■ Problem to work on ■
Return only the lines running from the top of the entries to the line with "fn to() -> RelationDef", inclusive, exactly as written.

[Collected data]
□ □ □ □ □ □ □

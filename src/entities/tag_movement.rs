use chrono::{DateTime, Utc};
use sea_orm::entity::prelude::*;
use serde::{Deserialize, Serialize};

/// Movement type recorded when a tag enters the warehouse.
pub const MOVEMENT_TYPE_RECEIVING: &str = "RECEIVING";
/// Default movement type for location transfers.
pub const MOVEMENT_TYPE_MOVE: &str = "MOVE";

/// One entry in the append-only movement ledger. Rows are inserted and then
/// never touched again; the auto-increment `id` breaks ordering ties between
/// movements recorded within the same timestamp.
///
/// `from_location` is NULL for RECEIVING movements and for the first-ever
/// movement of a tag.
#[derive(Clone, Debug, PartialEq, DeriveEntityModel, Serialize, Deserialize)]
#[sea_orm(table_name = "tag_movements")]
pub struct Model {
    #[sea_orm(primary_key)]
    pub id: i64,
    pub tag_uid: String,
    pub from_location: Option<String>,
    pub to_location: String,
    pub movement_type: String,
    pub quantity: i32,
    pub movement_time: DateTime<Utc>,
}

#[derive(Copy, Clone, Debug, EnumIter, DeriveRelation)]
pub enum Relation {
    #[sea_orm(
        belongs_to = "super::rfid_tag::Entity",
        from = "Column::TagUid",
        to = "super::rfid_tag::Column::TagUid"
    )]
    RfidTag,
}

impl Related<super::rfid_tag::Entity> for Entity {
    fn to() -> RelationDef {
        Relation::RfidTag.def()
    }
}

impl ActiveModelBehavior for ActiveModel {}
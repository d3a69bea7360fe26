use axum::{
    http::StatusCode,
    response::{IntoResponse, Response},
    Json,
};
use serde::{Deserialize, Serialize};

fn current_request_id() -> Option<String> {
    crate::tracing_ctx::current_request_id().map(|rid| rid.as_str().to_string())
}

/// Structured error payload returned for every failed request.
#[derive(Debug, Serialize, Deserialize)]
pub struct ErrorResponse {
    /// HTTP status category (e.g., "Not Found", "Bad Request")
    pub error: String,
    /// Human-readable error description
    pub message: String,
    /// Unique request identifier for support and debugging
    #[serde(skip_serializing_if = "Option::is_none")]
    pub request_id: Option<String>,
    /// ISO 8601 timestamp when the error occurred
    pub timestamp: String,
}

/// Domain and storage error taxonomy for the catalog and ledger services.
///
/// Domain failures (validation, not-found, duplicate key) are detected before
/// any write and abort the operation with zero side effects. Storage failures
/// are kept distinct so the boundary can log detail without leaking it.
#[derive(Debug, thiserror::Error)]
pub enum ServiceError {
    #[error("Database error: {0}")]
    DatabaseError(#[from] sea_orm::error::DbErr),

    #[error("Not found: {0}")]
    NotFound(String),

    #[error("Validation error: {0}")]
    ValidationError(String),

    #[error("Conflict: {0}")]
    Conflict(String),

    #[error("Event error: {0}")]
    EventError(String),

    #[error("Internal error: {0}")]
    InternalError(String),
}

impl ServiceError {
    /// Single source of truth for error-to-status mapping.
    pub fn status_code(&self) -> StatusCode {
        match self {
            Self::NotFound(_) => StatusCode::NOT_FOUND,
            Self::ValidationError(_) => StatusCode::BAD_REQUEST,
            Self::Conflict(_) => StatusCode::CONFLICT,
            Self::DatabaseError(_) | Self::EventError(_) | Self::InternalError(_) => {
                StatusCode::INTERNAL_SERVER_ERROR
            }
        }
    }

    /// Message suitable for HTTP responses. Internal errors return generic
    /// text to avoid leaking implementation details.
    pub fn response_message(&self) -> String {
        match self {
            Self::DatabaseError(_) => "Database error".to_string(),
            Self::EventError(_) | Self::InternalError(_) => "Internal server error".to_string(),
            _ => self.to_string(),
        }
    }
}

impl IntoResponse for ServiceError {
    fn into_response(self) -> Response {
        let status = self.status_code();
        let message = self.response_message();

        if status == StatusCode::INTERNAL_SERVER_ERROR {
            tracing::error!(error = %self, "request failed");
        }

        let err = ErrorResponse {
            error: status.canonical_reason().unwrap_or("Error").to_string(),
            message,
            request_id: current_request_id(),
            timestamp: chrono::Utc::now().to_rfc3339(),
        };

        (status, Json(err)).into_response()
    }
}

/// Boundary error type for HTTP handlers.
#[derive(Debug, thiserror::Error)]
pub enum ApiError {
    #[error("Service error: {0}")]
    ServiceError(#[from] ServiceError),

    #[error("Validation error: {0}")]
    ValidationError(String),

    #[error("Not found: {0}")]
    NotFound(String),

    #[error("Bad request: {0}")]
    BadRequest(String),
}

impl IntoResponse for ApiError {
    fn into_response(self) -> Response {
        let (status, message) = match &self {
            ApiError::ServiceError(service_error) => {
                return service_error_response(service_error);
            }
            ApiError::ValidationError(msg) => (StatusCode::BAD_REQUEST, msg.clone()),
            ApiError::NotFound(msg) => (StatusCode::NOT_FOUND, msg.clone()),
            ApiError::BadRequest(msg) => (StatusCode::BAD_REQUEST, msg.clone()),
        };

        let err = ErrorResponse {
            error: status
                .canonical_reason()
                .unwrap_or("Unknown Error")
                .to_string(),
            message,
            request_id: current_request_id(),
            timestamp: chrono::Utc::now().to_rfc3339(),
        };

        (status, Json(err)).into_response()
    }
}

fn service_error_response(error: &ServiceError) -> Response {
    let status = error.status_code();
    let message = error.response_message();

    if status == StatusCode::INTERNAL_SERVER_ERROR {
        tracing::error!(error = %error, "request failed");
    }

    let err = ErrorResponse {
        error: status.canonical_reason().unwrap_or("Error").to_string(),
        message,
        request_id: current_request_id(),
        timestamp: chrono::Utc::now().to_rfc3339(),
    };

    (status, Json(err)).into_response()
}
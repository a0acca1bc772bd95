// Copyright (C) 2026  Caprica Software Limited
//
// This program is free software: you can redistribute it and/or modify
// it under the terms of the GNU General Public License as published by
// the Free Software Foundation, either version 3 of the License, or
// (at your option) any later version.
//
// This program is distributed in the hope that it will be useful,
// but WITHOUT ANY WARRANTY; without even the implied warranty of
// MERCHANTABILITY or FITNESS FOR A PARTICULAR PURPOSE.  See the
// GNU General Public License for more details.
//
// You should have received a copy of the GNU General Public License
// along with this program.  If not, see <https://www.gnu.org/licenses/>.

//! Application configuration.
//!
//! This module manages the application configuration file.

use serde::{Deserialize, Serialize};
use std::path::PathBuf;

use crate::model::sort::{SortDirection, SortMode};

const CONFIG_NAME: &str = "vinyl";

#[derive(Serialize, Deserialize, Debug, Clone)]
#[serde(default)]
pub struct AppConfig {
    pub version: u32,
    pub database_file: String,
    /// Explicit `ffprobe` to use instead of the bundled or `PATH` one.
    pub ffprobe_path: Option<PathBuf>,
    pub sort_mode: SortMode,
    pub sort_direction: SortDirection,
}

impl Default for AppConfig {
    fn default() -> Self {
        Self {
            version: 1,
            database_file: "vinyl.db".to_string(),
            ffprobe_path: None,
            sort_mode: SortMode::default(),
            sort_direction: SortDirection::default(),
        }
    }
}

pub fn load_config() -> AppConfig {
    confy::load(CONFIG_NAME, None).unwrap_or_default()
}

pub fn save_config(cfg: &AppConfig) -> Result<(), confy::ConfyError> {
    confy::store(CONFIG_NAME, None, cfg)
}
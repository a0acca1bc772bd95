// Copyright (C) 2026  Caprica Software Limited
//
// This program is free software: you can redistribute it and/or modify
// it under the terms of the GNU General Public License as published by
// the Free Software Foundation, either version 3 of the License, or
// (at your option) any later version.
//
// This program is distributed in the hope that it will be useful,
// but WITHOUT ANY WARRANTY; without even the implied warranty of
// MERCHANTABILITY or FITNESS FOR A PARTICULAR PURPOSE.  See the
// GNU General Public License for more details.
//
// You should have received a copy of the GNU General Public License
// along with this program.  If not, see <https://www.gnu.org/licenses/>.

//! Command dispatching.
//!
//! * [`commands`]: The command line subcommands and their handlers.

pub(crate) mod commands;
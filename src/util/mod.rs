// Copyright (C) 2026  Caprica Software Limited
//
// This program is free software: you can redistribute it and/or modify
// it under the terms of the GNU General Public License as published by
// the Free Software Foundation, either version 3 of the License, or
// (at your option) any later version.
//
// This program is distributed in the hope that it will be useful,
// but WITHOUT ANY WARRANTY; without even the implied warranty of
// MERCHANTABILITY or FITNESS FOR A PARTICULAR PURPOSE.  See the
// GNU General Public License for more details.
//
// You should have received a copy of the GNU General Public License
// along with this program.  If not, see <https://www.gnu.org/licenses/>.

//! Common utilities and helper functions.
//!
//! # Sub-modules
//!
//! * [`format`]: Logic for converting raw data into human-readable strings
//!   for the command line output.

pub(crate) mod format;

□ □ □ □ □ □ □

■ Solution below ■
filename src/entities/tag_movement.rs
use chrono::{DateTime, Utc};
use sea_orm::entity::prelude::*;
use serde::{Deserialize, Serialize};

/// Movement type recorded when a tag enters the warehouse.
pub const MOVEMENT_TYPE_RECEIVING: &str = "RECEIVING";
/// Default movement type for location transfers.
pub const MOVEMENT_TYPE_MOVE: &str = "MOVE";

/// One entry in the append-only movement ledger. Rows are inserted and then
/// never touched again; the auto-increment `id` breaks ordering ties between
/// movements recorded within the same timestamp.
///
/// `from_location` is NULL for RECEIVING movements and for the first-ever
/// movement of a tag.
#[derive(Clone, Debug, PartialEq, DeriveEntityModel, Serialize, Deserialize)]
#[sea_orm(table_name = "tag_movements")]
pub struct Model {
    #[sea_orm(primary_key)]
    pub id: i64,
    pub tag_uid: String,
    pub from_location: Option<String>,
    pub to_location: String,
    pub movement_type: String,
    pub quantity: i32,
    pub movement_time: DateTime<Utc>,
}

#[derive(Copy, Clone, Debug, EnumIter, DeriveRelation)]
pub enum Relation {
    #[sea_orm(
        belongs_to = "super::rfid_tag::Entity",
        from = "Column::TagUid",
        to = "super::rfid_tag::Column::TagUid"
    )]
    RfidTag,
}

impl Related<super::rfid_tag::Entity> for Entity {
    fn to() -> RelationDef {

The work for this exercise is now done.